[What is required] Take the lines below beginning at the line that has "let Some((addr, start_code))" and stopping after the line that has "use tablemaster::core::region::TableSchema;", and print them exactly as they are, with no other lines.

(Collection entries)
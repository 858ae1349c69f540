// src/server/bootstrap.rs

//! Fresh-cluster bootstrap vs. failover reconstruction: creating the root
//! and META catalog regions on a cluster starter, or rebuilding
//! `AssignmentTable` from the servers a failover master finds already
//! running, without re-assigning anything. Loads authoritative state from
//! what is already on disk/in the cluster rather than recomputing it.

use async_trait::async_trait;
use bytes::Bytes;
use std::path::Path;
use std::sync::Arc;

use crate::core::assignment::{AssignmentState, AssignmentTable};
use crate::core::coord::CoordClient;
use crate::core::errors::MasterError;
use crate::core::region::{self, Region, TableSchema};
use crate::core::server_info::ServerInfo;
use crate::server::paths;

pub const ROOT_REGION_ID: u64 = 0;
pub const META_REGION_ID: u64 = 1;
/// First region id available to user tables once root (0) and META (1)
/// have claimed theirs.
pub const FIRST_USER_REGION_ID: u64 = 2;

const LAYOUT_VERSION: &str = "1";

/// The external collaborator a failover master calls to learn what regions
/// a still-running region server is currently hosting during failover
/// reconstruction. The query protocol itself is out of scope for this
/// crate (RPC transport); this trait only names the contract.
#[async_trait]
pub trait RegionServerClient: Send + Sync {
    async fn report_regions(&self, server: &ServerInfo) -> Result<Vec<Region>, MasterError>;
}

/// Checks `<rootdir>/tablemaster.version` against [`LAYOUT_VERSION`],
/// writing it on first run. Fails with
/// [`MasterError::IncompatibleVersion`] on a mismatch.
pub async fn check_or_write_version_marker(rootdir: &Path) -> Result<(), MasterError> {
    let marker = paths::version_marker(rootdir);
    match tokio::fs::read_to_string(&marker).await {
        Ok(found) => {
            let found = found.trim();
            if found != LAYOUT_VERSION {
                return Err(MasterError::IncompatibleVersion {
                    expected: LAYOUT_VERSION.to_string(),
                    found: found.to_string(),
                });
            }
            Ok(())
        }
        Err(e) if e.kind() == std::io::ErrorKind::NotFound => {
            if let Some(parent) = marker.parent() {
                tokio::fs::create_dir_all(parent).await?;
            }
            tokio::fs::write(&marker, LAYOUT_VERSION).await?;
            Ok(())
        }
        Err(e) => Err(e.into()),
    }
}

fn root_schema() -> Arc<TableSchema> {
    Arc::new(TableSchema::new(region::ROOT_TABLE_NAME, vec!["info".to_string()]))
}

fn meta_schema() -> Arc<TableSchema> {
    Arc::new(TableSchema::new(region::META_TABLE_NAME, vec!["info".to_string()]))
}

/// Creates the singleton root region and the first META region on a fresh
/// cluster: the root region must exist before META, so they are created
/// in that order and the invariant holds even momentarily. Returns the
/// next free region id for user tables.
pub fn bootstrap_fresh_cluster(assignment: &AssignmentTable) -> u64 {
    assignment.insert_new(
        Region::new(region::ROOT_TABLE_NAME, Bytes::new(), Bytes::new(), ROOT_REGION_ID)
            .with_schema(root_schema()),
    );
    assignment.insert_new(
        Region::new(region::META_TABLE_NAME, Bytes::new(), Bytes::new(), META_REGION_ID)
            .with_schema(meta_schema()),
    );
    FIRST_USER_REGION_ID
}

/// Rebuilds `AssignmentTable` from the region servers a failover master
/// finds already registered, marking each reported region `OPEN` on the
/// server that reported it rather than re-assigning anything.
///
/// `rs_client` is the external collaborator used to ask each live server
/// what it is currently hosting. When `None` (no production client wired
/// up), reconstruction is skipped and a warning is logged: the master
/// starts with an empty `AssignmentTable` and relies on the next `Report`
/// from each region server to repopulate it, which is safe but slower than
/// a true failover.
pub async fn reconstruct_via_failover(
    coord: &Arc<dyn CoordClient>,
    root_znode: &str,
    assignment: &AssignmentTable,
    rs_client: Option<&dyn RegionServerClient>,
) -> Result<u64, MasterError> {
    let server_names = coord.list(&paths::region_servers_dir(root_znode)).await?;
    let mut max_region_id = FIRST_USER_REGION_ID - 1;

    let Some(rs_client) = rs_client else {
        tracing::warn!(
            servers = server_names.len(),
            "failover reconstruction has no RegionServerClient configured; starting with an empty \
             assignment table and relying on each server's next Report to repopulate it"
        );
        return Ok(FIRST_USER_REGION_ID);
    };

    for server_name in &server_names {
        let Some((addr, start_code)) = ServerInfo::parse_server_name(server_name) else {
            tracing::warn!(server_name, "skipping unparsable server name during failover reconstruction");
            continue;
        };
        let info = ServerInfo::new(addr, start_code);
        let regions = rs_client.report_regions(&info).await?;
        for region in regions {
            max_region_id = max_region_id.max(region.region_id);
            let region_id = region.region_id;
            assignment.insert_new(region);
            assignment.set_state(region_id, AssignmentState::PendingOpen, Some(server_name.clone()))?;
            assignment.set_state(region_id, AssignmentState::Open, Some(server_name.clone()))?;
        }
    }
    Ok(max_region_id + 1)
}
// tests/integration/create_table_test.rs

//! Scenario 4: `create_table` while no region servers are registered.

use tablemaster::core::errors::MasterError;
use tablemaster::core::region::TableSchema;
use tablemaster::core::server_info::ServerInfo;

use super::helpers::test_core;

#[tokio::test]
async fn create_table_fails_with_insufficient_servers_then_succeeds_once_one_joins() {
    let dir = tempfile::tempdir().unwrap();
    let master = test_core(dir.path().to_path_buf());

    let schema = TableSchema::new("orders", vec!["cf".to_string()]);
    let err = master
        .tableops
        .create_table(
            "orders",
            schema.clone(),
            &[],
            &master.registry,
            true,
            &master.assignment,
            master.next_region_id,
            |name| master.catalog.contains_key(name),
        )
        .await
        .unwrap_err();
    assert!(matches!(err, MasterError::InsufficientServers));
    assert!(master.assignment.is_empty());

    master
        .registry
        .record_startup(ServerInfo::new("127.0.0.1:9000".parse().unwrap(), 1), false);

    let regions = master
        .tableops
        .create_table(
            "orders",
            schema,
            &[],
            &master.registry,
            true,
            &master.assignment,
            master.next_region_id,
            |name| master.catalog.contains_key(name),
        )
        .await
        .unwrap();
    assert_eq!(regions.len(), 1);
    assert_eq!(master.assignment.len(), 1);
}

--

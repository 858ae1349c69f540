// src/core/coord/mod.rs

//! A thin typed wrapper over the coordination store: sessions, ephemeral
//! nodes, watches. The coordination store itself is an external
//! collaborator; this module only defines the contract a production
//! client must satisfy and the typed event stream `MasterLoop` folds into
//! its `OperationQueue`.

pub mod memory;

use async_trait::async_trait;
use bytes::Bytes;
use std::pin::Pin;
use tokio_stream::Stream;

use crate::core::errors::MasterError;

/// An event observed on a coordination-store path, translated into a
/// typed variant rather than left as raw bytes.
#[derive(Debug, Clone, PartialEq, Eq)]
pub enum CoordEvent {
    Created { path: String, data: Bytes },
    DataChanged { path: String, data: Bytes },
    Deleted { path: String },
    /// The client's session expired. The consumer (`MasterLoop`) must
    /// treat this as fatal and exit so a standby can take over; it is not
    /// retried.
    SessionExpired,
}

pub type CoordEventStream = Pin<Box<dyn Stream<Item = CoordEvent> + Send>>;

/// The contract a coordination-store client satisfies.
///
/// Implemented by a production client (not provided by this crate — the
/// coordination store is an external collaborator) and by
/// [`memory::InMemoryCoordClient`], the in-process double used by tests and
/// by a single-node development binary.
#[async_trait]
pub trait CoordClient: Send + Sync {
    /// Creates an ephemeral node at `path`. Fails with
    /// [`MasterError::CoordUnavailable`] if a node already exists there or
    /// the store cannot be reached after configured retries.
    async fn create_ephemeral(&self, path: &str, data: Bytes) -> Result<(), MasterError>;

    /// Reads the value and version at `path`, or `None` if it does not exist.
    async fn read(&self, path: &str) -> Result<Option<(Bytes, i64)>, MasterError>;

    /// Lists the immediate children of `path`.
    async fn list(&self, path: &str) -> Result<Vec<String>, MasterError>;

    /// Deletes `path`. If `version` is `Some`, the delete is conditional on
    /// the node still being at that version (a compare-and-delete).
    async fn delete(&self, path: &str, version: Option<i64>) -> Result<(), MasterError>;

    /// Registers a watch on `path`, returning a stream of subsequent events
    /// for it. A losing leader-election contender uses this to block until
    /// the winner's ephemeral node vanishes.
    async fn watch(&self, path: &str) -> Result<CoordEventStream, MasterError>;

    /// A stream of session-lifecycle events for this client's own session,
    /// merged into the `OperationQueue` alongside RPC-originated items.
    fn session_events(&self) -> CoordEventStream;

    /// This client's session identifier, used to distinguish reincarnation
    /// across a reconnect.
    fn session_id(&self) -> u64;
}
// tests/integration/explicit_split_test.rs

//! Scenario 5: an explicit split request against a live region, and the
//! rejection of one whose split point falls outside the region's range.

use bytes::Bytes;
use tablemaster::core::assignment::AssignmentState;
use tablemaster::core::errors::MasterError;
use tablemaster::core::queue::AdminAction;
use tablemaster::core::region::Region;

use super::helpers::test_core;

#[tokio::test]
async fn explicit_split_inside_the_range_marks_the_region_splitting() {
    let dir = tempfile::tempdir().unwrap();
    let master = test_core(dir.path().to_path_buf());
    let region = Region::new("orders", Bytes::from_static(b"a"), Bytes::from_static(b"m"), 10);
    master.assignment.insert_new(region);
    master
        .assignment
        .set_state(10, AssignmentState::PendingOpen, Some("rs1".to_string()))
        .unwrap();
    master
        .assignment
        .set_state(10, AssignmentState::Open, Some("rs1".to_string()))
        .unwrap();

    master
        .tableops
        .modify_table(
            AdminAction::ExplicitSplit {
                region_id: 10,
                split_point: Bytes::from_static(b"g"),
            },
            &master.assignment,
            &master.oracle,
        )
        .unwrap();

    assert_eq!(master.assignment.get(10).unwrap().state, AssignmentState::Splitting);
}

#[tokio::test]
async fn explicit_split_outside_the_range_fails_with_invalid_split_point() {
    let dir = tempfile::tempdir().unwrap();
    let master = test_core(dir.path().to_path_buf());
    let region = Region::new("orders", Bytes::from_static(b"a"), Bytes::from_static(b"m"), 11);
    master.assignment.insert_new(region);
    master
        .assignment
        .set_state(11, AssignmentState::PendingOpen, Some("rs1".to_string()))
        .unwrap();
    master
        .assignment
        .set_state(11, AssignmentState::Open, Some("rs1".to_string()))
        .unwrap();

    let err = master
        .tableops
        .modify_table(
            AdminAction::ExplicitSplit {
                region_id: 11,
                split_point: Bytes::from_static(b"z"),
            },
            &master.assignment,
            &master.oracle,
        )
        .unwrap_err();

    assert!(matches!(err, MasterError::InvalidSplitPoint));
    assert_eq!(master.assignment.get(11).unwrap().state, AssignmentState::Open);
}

==

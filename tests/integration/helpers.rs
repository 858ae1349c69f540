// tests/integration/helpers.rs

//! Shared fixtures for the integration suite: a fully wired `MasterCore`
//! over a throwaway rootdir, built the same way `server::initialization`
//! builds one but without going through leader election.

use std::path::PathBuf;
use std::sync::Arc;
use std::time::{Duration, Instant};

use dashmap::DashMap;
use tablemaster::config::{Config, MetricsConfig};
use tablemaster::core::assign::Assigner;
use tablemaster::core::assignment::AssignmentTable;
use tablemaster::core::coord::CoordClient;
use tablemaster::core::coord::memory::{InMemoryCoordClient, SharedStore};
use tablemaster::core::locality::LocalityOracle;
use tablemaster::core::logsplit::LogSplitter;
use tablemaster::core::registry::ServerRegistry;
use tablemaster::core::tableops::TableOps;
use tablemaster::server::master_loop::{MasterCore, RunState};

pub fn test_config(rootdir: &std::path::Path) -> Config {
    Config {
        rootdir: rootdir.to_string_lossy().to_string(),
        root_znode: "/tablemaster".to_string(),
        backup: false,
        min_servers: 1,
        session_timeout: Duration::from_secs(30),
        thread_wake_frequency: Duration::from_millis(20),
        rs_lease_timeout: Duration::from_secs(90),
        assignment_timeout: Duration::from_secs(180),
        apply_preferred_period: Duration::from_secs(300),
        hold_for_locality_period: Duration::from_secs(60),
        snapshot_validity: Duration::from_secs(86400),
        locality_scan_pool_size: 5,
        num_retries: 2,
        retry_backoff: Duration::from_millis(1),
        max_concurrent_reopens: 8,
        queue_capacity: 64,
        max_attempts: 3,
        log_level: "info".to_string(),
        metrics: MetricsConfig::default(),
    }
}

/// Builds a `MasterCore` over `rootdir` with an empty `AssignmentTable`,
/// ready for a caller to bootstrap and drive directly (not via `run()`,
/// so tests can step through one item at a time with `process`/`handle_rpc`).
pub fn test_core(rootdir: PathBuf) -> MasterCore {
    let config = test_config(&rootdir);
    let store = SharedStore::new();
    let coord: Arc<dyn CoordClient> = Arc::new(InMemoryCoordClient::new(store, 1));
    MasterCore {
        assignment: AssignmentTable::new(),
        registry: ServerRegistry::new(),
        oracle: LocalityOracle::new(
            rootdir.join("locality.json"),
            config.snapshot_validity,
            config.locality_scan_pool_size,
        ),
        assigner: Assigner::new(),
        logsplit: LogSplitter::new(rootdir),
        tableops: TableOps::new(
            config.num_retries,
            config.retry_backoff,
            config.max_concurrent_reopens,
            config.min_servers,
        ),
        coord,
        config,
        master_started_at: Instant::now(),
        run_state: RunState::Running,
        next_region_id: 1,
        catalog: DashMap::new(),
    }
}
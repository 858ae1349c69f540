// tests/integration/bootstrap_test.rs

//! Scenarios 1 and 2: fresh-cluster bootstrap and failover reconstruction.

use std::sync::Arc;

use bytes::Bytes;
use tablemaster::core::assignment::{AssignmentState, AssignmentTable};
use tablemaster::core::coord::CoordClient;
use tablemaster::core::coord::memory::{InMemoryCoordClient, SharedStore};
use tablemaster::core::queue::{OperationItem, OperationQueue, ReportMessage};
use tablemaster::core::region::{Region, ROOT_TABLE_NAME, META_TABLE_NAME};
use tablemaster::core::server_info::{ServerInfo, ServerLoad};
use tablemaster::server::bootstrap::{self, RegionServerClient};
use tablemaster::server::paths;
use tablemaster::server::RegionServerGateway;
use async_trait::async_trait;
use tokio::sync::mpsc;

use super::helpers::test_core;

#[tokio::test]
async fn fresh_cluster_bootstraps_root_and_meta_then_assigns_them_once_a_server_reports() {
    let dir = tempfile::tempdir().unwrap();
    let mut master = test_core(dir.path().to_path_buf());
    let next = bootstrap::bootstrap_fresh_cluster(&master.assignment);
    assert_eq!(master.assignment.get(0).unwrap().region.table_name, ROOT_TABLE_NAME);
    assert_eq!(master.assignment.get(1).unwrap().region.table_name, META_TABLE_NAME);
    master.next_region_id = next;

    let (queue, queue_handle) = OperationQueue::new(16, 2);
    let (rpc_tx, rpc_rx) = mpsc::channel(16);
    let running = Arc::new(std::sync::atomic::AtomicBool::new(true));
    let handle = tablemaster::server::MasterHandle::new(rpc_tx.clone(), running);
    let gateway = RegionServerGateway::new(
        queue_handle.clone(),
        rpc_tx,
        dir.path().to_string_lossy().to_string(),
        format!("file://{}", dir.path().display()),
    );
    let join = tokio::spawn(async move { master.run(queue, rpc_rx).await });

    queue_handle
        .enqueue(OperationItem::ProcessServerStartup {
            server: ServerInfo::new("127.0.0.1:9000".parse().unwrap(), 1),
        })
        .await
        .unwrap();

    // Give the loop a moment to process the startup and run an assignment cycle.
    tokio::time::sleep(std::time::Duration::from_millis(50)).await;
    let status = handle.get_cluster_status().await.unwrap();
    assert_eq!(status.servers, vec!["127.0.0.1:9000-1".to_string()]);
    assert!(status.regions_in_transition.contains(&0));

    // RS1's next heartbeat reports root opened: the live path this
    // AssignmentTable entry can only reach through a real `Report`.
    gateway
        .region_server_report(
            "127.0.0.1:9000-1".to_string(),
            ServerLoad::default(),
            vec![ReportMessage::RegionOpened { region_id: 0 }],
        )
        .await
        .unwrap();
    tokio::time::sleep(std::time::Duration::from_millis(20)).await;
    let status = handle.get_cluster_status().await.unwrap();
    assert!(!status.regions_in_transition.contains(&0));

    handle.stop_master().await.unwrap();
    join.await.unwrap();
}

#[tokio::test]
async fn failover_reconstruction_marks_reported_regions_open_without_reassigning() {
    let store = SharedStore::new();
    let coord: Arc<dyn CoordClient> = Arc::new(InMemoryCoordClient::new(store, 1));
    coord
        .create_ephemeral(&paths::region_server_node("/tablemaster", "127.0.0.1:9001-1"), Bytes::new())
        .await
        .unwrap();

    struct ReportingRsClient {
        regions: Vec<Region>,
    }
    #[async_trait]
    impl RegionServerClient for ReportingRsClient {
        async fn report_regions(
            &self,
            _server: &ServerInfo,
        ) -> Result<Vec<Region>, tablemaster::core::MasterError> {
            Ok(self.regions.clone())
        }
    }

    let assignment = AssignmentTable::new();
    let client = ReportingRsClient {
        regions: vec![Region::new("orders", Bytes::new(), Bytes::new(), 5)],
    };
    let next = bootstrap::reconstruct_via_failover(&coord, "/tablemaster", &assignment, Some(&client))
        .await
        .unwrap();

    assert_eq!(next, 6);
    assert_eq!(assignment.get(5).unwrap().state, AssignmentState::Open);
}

[Answer section]
        let Some((addr, start_code)) = ServerInfo::parse_server_name(server_name) else {
            tracing::warn!(server_name, "skipping unparsable server name during failover reconstruction");
            continue;
        };
        let info = ServerInfo::new(addr, start_code);
        let regions = rs_client.report_regions(&info).await?;
        for region in regions {
            max_region_id = max_region_id.max(region.region_id);
            let region_id = region.region_id;
            assignment.insert_new(region);
            assignment.set_state(region_id, AssignmentState::PendingOpen, Some(server_name.clone()))?;
            assignment.set_state(region_id, AssignmentState::Open, Some(server_name.clone()))?;
        }
    }
    Ok(max_region_id + 1)
}
// tests/integration/create_table_test.rs

//! Scenario 4: `create_table` while no region servers are registered.

use tablemaster::core::errors::MasterError;
use tablemaster::core::region::TableSchema;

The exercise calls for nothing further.